• _Extracted material_
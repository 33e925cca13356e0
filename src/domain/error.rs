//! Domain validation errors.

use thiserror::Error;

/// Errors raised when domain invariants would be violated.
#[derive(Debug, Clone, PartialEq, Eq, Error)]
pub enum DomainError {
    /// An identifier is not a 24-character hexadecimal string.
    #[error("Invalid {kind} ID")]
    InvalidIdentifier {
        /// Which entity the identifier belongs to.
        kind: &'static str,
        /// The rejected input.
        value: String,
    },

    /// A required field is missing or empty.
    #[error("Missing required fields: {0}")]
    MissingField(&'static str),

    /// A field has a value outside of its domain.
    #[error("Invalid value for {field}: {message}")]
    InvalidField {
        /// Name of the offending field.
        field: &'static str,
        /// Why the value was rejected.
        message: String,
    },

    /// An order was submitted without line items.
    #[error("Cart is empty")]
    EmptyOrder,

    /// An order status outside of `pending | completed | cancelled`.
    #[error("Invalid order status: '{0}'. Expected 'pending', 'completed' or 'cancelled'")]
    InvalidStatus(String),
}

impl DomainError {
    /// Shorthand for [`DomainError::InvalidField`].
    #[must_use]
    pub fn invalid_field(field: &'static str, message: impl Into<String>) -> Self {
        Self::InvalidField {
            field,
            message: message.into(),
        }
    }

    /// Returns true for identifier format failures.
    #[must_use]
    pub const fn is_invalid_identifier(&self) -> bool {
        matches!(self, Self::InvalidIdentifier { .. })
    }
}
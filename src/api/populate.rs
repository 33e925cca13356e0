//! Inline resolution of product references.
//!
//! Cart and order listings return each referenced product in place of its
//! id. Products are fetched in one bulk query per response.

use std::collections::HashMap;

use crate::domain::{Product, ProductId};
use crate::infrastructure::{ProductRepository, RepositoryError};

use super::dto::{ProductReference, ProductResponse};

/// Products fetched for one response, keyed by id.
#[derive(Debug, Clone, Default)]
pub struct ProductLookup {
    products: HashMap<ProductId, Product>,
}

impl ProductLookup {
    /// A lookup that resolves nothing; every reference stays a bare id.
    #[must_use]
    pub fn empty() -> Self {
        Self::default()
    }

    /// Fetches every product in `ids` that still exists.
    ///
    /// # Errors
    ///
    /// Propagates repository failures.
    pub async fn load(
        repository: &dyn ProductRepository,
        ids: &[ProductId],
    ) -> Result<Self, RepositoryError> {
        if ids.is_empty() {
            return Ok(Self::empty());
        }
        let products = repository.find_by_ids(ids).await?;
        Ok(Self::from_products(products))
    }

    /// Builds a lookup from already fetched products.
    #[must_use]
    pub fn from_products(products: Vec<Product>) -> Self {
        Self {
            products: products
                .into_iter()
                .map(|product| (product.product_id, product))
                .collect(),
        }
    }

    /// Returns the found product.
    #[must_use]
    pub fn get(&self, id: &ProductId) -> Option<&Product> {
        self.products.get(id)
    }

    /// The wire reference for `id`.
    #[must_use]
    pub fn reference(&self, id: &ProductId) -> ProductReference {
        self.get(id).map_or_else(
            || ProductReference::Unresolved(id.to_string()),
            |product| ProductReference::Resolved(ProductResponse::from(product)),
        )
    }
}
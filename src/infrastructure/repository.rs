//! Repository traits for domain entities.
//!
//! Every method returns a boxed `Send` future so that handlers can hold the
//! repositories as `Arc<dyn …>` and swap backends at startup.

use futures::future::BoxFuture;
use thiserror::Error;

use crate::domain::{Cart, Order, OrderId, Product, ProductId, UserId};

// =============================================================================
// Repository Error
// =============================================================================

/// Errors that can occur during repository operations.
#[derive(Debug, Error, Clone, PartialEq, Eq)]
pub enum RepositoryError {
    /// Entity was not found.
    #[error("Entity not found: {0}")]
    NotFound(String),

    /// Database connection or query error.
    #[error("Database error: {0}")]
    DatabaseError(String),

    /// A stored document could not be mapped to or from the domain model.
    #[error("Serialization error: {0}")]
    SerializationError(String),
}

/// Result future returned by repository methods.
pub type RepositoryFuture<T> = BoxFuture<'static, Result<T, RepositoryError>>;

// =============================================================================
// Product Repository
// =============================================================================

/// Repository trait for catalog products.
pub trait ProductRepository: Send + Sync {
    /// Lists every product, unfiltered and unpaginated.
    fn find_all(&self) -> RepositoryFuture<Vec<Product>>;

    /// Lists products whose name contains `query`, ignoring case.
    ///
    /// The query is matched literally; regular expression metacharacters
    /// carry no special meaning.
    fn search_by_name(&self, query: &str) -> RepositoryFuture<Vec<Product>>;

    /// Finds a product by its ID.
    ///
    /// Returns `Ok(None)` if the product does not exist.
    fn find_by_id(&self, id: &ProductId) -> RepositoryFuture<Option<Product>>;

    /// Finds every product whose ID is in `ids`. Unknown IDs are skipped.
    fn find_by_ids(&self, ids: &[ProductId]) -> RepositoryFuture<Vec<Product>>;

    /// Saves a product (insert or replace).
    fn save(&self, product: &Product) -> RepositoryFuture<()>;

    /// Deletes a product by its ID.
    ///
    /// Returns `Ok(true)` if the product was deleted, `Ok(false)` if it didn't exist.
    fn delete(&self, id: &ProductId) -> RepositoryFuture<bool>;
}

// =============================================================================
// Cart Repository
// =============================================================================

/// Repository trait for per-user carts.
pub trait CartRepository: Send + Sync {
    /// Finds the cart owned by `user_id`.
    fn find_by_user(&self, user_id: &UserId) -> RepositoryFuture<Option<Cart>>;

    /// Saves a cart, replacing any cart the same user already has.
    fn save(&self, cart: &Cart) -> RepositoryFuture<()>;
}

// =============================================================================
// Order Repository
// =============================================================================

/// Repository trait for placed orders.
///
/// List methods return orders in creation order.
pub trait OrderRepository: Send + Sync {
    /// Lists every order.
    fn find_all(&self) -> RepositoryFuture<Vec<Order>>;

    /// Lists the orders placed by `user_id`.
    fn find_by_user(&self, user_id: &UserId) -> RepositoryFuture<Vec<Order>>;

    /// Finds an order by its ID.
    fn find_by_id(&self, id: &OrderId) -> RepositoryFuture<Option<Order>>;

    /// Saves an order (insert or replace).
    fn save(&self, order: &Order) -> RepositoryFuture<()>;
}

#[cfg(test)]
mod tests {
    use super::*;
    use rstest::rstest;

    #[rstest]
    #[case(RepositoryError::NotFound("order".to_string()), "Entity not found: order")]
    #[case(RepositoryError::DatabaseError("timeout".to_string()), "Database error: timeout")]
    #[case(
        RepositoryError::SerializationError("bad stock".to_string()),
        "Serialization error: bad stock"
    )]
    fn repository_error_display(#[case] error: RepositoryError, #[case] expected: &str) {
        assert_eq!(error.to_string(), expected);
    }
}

---

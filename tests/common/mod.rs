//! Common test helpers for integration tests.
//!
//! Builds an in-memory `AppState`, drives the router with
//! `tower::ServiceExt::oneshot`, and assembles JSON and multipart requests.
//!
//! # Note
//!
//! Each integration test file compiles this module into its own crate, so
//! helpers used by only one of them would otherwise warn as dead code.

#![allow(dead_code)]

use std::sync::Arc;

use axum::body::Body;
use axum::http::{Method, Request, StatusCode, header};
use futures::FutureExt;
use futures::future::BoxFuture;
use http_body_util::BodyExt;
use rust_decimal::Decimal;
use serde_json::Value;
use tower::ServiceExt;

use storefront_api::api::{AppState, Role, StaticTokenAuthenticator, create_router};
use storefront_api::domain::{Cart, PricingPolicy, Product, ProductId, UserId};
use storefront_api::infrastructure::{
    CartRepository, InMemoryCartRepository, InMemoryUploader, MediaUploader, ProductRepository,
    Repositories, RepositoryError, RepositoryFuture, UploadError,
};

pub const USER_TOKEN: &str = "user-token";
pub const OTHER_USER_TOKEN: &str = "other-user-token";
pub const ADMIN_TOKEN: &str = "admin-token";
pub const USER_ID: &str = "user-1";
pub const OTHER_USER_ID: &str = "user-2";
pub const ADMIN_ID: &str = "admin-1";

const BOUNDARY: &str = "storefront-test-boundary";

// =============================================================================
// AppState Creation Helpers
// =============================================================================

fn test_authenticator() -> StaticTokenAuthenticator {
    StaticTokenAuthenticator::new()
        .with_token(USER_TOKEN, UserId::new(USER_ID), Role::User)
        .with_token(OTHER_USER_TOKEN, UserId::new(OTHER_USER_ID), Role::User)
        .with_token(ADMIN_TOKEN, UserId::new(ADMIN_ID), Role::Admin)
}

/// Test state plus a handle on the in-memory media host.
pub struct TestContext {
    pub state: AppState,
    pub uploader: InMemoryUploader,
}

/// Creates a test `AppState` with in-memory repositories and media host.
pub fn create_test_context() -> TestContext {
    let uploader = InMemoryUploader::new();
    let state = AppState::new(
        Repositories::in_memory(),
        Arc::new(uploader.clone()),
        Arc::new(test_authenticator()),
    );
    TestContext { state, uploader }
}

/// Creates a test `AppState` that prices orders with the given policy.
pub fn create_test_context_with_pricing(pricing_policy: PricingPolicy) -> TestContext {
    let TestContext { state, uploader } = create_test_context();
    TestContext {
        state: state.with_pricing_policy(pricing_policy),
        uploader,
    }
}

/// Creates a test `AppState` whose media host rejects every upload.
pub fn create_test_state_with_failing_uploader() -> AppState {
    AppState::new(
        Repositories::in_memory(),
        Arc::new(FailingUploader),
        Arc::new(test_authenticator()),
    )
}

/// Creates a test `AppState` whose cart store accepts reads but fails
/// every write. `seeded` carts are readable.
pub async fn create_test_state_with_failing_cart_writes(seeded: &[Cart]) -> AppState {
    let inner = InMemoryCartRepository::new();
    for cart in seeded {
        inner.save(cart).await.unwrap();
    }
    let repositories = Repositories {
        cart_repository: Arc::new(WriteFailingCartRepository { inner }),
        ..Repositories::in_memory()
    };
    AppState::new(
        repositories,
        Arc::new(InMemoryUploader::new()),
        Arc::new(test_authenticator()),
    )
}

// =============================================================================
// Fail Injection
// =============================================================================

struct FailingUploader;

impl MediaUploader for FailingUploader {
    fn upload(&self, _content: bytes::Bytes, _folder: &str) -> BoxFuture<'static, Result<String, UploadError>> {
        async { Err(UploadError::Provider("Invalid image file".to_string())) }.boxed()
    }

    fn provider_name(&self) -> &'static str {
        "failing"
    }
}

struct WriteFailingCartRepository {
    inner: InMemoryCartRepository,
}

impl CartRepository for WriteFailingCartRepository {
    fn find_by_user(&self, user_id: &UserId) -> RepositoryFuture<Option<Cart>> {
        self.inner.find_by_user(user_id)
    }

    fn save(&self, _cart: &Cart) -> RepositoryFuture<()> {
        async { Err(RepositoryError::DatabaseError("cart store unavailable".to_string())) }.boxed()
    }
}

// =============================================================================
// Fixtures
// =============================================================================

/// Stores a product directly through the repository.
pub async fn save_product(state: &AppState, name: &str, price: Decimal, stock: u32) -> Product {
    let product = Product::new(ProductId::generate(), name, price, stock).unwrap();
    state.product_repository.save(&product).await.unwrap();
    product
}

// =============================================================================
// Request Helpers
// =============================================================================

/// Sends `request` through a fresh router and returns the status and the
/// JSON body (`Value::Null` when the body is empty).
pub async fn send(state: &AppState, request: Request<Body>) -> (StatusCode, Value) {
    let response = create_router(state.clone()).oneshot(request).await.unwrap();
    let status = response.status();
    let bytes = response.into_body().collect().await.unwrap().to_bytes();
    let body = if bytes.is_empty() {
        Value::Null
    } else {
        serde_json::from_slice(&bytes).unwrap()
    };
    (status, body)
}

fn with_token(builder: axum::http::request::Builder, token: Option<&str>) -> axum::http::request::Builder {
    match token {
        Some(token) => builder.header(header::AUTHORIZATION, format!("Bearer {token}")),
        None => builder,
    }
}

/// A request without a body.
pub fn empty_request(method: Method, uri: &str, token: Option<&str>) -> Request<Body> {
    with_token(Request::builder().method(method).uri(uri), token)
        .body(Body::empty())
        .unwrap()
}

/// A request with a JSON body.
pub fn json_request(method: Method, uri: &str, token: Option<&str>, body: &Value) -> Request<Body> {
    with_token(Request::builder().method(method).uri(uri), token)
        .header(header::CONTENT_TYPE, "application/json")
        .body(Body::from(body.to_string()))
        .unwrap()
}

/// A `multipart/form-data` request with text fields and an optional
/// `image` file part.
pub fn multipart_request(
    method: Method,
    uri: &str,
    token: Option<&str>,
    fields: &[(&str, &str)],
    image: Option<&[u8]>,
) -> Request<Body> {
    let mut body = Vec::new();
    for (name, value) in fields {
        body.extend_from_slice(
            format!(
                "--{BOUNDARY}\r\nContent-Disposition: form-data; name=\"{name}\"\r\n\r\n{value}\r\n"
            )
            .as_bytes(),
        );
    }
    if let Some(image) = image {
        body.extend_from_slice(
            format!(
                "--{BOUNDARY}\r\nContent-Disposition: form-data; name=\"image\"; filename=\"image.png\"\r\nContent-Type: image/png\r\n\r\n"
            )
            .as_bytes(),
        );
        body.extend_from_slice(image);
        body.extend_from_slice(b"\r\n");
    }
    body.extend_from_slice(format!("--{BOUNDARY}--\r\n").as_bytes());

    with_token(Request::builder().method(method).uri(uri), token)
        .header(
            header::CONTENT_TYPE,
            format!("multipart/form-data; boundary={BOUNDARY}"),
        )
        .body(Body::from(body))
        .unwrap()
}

...

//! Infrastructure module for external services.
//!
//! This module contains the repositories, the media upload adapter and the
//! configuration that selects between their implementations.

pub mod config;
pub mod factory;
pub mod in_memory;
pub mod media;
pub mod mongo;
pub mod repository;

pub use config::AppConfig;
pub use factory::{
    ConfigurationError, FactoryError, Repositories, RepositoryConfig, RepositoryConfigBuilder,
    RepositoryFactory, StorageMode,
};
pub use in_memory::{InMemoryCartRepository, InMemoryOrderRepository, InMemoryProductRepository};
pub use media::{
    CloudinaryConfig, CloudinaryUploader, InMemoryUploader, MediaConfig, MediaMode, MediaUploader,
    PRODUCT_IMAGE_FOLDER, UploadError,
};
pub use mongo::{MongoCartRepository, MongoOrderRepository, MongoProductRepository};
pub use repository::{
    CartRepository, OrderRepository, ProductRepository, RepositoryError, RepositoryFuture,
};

• _Assigned task_
Using the material above, copy every line in which the string "rejected" occurs.

• _Solution to the problem_
        /// The rejected input.
        /// Why the value was rejected.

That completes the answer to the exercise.